## Problem statement
Show every line of the data where the word "Result" can be found.

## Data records
__________
//! Date/time wire formats.
//!
//! The default format is fixed-width ISO-8601 in UTC with millisecond
//! precision, `YYYY-MM-DDTHH:mm:ss.fffZ`. The legacy ASP.NET Ajax form
//! `/Date(<epoch-ms>)/` is also available for peers that expect it.

use chrono::{DateTime, Datelike, NaiveDate, Utc};

use crate::error::FormatError;

const ISO8601_LEN: usize = 24;
const ISO8601_LAYOUT: &str = "expected YYYY-MM-DDTHH:mm:ss.fffZ";

/// Wire format used for date/time values.
#[derive(Debug, Clone, Copy, PartialEq, Eq, Default)]
pub enum DateFormat {
    #[default]
    Iso8601,
    Ajax,
}

impl DateFormat {
    pub fn format(self, t: &DateTime<Utc>) -> Result<String, FormatError> {
        match self {
            DateFormat::Iso8601 => to_iso8601(t),
            DateFormat::Ajax => Ok(to_ajax(t)),
        }
    }

    pub fn parse(self, text: &str) -> Result<DateTime<Utc>, FormatError> {
        match self {
            DateFormat::Iso8601 => from_iso8601(text),
            DateFormat::Ajax => from_ajax(text),
        }
    }
}

/// Format `t` as `YYYY-MM-DDTHH:mm:ss.fffZ`.
///
/// Sub-millisecond digits are truncated, not rounded. Years outside 0000
/// through 9999 do not fit the fixed-width layout and are rejected.
///
/// ```
/// use chrono::{TimeZone, Utc};
/// use mfjson_core::to_iso8601;
///
/// let t = Utc.with_ymd_and_hms(1988, 4, 23, 0, 0, 0).unwrap();
/// assert_eq!(to_iso8601(&t).unwrap(), "1988-04-23T00:00:00.000Z");
///
/// let far = Utc.with_ymd_and_hms(10000, 1, 1, 0, 0, 0).unwrap();
/// assert!(to_iso8601(&far).is_err());
/// ```
pub fn to_iso8601(t: &DateTime<Utc>) -> Result<String, FormatError> {
    if !(0..=9999).contains(&t.year()) {
        return Err(FormatError::new(
            &t.to_string(),
            "year outside 0000-9999 cannot be written as ISO-8601",
        ));
    }
    Ok(t.format("%Y-%m-%dT%H:%M:%S%.3fZ").to_string())
}

/// Parse the exact output of [`to_iso8601`].
///
/// Offsets other than `Z`, missing milliseconds, and extra fraction digits
/// are all rejected.
pub fn from_iso8601(text: &str) -> Result<DateTime<Utc>, FormatError> {
    let bytes = text.as_bytes();
    if bytes.len() != ISO8601_LEN {
        return Err(FormatError::new(text, ISO8601_LAYOUT));
    }

    const SEPARATORS: [(usize, u8); 7] = [
        (4, b'-'),
        (7, b'-'),
        (10, b'T'),
        (13, b':'),
        (16, b':'),
        (19, b'.'),
        (23, b'Z'),
    ];
    if SEPARATORS.iter().any(|&(i, sep)| bytes[i] != sep) {
        return Err(FormatError::new(text, ISO8601_LAYOUT));
    }

    let field = |start: usize, end: usize| -> Result<u32, FormatError> {
        bytes[start..end].iter().try_fold(0u32, |acc, &b| {
            if b.is_ascii_digit() {
                Ok(acc * 10 + u32::from(b - b'0'))
            } else {
                Err(FormatError::new(text, "non-digit in date/time field"))
            }
        })
    };

    let year = field(0, 4)?;
    let month = field(5, 7)?;
    let day = field(8, 10)?;
    let hour = field(11, 13)?;
    let minute = field(14, 16)?;
    let second = field(17, 19)?;
    let milli = field(20, 23)?;

    // `year` has at most four digits, so the cast cannot truncate.
    let date = NaiveDate::from_ymd_opt(year as i32, month, day)
        .ok_or_else(|| FormatError::new(text, "date out of range"))?;
    if second > 59 {
        return Err(FormatError::new(text, "time out of range"));
    }
    let naive = date
        .and_hms_milli_opt(hour, minute, second, milli)
        .ok_or_else(|| FormatError::new(text, "time out of range"))?;

    Ok(naive.and_utc())
}

/// Format `t` as `/Date(<epoch-ms>)/`.
pub fn to_ajax(t: &DateTime<Utc>) -> String {
    format!("/Date({})/", t.timestamp_millis())
}

/// Parse `/Date(<epoch-ms>)/`. The millisecond count may be negative.
pub fn from_ajax(text: &str) -> Result<DateTime<Utc>, FormatError> {
    let digits = text
        .strip_prefix("/Date(")
        .and_then(|rest| rest.strip_suffix(")/"))
        .ok_or_else(|| FormatError::new(text, "expected /Date(<milliseconds>)/"))?;

    let unsigned = digits.strip_prefix('-').unwrap_or(digits);
    if unsigned.is_empty() || !unsigned.bytes().all(|b| b.is_ascii_digit()) {
        return Err(FormatError::new(text, "milliseconds must be an integer"));
    }

    let millis: i64 = digits
        .parse()
        .map_err(|_| FormatError::new(text, "milliseconds out of range"))?;
    DateTime::from_timestamp_millis(millis)
        .ok_or_else(|| FormatError::new(text, "milliseconds out of range"))
}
__________
## Problem solution
    pub fn format(self, t: &DateTime<Utc>) -> Result<String, FormatError> {
    pub fn parse(self, text: &str) -> Result<DateTime<Utc>, FormatError> {
pub fn to_iso8601(t: &DateTime<Utc>) -> Result<String, FormatError> {
pub fn from_iso8601(text: &str) -> Result<DateTime<Utc>, FormatError> {
    let field = |start: usize, end: usize| -> Result<u32, FormatError> {
pub fn from_ajax(text: &str) -> Result<DateTime<Utc>, FormatError> {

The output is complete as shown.